Do you think you are overcritical?
Thursday, December 16, 2021
Most times, people are too quick to pass judgement and too slow to reflect on their own actions. Photo/Net

Divine is a devout Christian, one who isn’t meant to pass judgment on others. She does, however, frequently find herself criticising others. Meeting her, however, it might not be obvious because one doesn’t have to openly criticise, they may be doing it inwardly.

‘Judgmental’ means having or displaying an overly critical point of view. The term describes someone who has a lot of opinions about other people, usually harsh or critical.

Some think that being judgmental is a reflection of one’s own self-perception. If someone never acknowledges themselves, continually criticises their decisions and constantly compares their accomplishments to those of others, it’s only natural to view others through the same critical lenses.

Others argue that it is hard to avoid being judgmental because criticising or thinking negatively of another person’s attitudes, appearance, or anything else is simply human nature.

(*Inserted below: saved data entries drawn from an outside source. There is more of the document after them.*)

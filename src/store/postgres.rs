//! PostgreSQL routing store for production use.
//!
//! ## Configuration
//!
//! All settings can be configured via environment variables:
//! - `DATABASE_URL`: PostgreSQL connection string (required)
//! - `DB_MAX_CONNECTIONS`: Maximum pool size (default: 10)
//! - `DB_MIN_CONNECTIONS`: Minimum idle connections (default: 2)
//! - `DB_CONNECT_TIMEOUT_SECS`: Connection timeout (default: 10)
//! - `DB_IDLE_TIMEOUT_SECS`: Idle connection timeout (default: 300)
//! - `DB_MAX_LIFETIME_SECS`: Max connection lifetime (default: 1800)
//!
//! ## Transactions
//!
//! - `commit` locks the routing row with `SELECT ... FOR UPDATE`, compares
//!   revisions, applies every statement and verifies step-number uniqueness
//!   before committing.
//! - `insert_routing` takes a transaction-scoped advisory lock on
//!   `(site, part)` so routing-number generation and the insert cannot
//!   interleave with another creator of the same pair.
//! - `(routing_id, step_number)` is unique `DEFERRABLE INITIALLY DEFERRED`,
//!   so a resequence may swap numbers inside one transaction.

use async_trait::async_trait;
use chrono::{DateTime, Utc};
use sqlx::postgres::{PgConnection, PgPool, PgPoolOptions, PgRow};
use sqlx::{Executor, Row};
use std::time::Duration;
use uuid::Uuid;

use crate::identifiers::RoutingNumberFormat;
use crate::types::{
    ApprovalRecord, AvailabilityId, ConstraintKind, DependencyId, DependencyType, LifecycleState,
    PartId, PartSiteAvailability, ProcessSegmentId, Routing, RoutingAggregate, RoutingId,
    RoutingStep, SiteId, StepDependency, StepFlags, StepId, TimingConstraint, TimingOverride,
};
use super::{RoutingChangeSet, RoutingDraft, RoutingStore, StoreError};

/// DDL for the routing tables.
pub const ROUTING_SCHEMA: &str = r#"
CREATE TABLE IF NOT EXISTS routings (
    id                   UUID PRIMARY KEY,
    routing_number       TEXT NOT NULL,
    part_id              TEXT NOT NULL,
    site_id              TEXT NOT NULL,
    version              TEXT NOT NULL,
    state                TEXT NOT NULL,
    description          TEXT,
    is_primary_route     BOOLEAN NOT NULL DEFAULT FALSE,
    approved_by          TEXT,
    approved_at          TIMESTAMPTZ,
    approval_notes       TEXT,
    approval_fingerprint TEXT,
    review_notes         TEXT,
    effective_from       TIMESTAMPTZ,
    effective_to         TIMESTAMPTZ,
    derived_from         UUID REFERENCES routings(id) ON DELETE SET NULL,
    revision             BIGINT NOT NULL DEFAULT 0,
    created_at           TIMESTAMPTZ NOT NULL,
    updated_at           TIMESTAMPTZ NOT NULL,
    CONSTRAINT routings_routing_number_key UNIQUE (routing_number),
    CONSTRAINT routings_part_site_version_key UNIQUE (part_id, site_id, version)
);

CREATE UNIQUE INDEX IF NOT EXISTS routings_single_primary
    ON routings (part_id, site_id)
    WHERE is_primary_route AND state = 'PRODUCTION';

CREATE TABLE IF NOT EXISTS routing_steps (
    id                    UUID PRIMARY KEY,
    routing_id            UUID NOT NULL REFERENCES routings(id) ON DELETE CASCADE,
    step_number           INTEGER NOT NULL CHECK (step_number > 0),
    process_segment_id    TEXT NOT NULL,
    is_critical_path      BOOLEAN NOT NULL DEFAULT FALSE,
    is_quality_inspection BOOLEAN NOT NULL DEFAULT FALSE,
    setup_secs            BIGINT CHECK (setup_secs BETWEEN 0 AND 1000000000),
    cycle_secs            BIGINT CHECK (cycle_secs BETWEEN 0 AND 1000000000),
    teardown_secs         BIGINT CHECK (teardown_secs BETWEEN 0 AND 1000000000),
    description           TEXT,
    created_at            TIMESTAMPTZ NOT NULL,
    updated_at            TIMESTAMPTZ NOT NULL,
    CONSTRAINT routing_steps_number_key UNIQUE (routing_id, step_number)
        DEFERRABLE INITIALLY DEFERRED
);

CREATE TABLE IF NOT EXISTS routing_step_dependencies (
    id                  UUID PRIMARY KEY,
    routing_id          UUID NOT NULL REFERENCES routings(id) ON DELETE CASCADE,
    predecessor_step_id UUID NOT NULL REFERENCES routing_steps(id) ON DELETE CASCADE,
    successor_step_id   UUID NOT NULL REFERENCES routing_steps(id) ON DELETE CASCADE,
    dependency_type     TEXT NOT NULL,
    constraint_kind     TEXT NOT NULL,
    constraint_value    TIMESTAMPTZ,
    CONSTRAINT routing_step_dependencies_edge_key UNIQUE (predecessor_step_id, successor_step_id)
);

CREATE TABLE IF NOT EXISTS part_site_availability (
    id              UUID PRIMARY KEY,
    part_id         TEXT NOT NULL,
    site_id         TEXT NOT NULL,
    preference_rank INTEGER NOT NULL,
    is_active       BOOLEAN NOT NULL DEFAULT TRUE,
    notes           TEXT,
    created_at      TIMESTAMPTZ NOT NULL,
    updated_at      TIMESTAMPTZ NOT NULL,
    CONSTRAINT part_site_availability_part_site_key UNIQUE (part_id, site_id)
);
"#;

const ROUTING_COLUMNS: &str = r#"
    id, routing_number, part_id, site_id, version, state, description, is_primary_route,
    approved_by, approved_at, approval_notes, approval_fingerprint, review_notes,
    effective_from, effective_to, derived_from, revision, created_at, updated_at
"#;

const STEP_COLUMNS: &str = r#"
    id, routing_id, step_number, process_segment_id, is_critical_path, is_quality_inspection,
    setup_secs, cycle_secs, teardown_secs, description, created_at, updated_at
"#;

const DEPENDENCY_COLUMNS: &str = r#"
    id, routing_id, predecessor_step_id, successor_step_id, dependency_type,
    constraint_kind, constraint_value
"#;

const AVAILABILITY_COLUMNS: &str = r#"
    id, part_id, site_id, preference_rank, is_active, notes, created_at, updated_at
"#;

/// Configuration for PostgreSQL connection pool.
#[derive(Debug, Clone)]
pub struct PostgresConfig {
    /// Database connection URL.
    pub database_url: String,
    /// Maximum connections in pool (default: 10).
    pub max_connections: u32,
    /// Minimum idle connections to keep warm (default: 2).
    pub min_connections: u32,
    /// Connection acquire timeout in seconds (default: 10).
    pub connect_timeout_secs: u64,
    /// Idle connection timeout in seconds (default: 300 = 5 min).
    pub idle_timeout_secs: u64,
    /// Maximum connection lifetime in seconds (default: 1800 = 30 min).
    pub max_lifetime_secs: u64,
}

impl PostgresConfig {
    /// Load configuration from environment variables with production defaults.
    pub fn from_env() -> Self {
        Self {
            database_url: std::env::var("DATABASE_URL")
                .unwrap_or_else(|_| "postgresql://localhost/routing".to_string()),
            max_connections: std::env::var("DB_MAX_CONNECTIONS")
                .ok()
                .and_then(|s| s.parse().ok())
                .unwrap_or(10),
            min_connections: std::env::var("DB_MIN_CONNECTIONS")
                .ok()
                .and_then(|s| s.parse().ok())
                .unwrap_or(2),
            connect_timeout_secs: std::env::var("DB_CONNECT_TIMEOUT_SECS")
                .ok()
                .and_then(|s| s.parse().ok())
                .unwrap_or(10),
            idle_timeout_secs: std::env::var("DB_IDLE_TIMEOUT_SECS")
                .ok()
                .and_then(|s| s.parse().ok())
                .unwrap_or(300),
            max_lifetime_secs: std::env::var("DB_MAX_LIFETIME_SECS")
                .ok()
                .and_then(|s| s.parse().ok())
                .unwrap_or(1800),
        }
    }
}

impl Default for PostgresConfig {
    fn default() -> Self {
        Self::from_env()
    }
}

/// Error type for PostgreSQL store.
#[derive(Debug, thiserror::Error)]
pub enum PostgresError {
    /// Database error.
    #[error("Database error: {0}")]
    Database(#[from] sqlx::Error),
    /// A stored value could not be decoded into a domain type.
    #[error("Corrupt row: {0}")]
    Corrupt(String),
}

impl From<PostgresError> for StoreError {
    fn from(err: PostgresError) -> Self {
        StoreError::Backend(err.to_string())
    }
}

impl From<sqlx::Error> for StoreError {
    fn from(err: sqlx::Error) -> Self {
        PostgresError::from(err).into()
    }
}

/// Name of the violated constraint, if the error is a constraint violation.
fn violated_constraint(err: &sqlx::Error) -> Option<String> {
    err.as_database_error()
        .and_then(|db| db.constraint())
        .map(str::to_string)
}

/// PostgreSQL routing store.
pub struct PostgresRoutingStore {
    pool: PgPool,
    numbering: RoutingNumberFormat,
}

One Rahul Raj tweeted, "That’s something that goes on in our subconscious mind all round the clock…this phenomenon of perceiving things and then forming an image or opinion in your mind is what is called ‘being judgemental’. And this activity of judging people and things is one of the most involuntary activities that our brain performs without asking for your permission or approval.”

Regardless of whether you are a Christian or not, unless you also believe it is natural to be judgmental, we should all endeavour to judge less in order to be the best version of ourselves. Below are suggestions on how to stop being judgmental towards yourself and others:

• Self-awareness is key: It is suggested in an article by Kaelyn Barron, the blog manager for TCK Publishing, that one should be more self-aware and mindful of self by observing one’s thoughts and trying to catch oneself making harsh judgments about others. Look for phrases or thoughts like "a person shouldn’t do...”, "If I were them, I wouldn’t do...”, "I would do...instead”, "someone is...”, and so on.

• Stop assuming: Don’t assume you know everything about a situation or the reasons for someone’s actions.

• Have empathy: You can’t fully know or understand what’s causing someone’s strange or irritating conduct unless they tell you. Even if they explain and you still don’t understand, keep in mind that a person’s background is very important in their life. You might be acting in the same strange and irritating way for them too, based on their values from their background. It’s okay if we can’t "put ourselves in the other person’s shoes” at times.

• Be curious: Instead of saying "Jade is always smelling bad”, you could say, "I wonder why Jade smells bad lately.” This way you will direct your thoughts from a more compassionate stance and probably offer some help or advice if you are in a position to or else, it will help you be more tolerant towards the person.

• Push yourself out of your comfort zone: As previously mentioned, the majority of us are influenced by our background, religion, or education. However, it is difficult to be more accepting of others who do not share our experiences and viewpoints unless we become open to meeting new people, exploring new places, reading more books, and understanding more behaviours.

• We can never find people with whom we agree on everything, therefore learning to "agree to disagree” is necessary. It’s hard to open our minds to learn from those we judge. We’re limited by judgmental views, even if they’re right and we’re wrong in our differing perspectives. It’s not going to be easy, but it doesn’t have to be.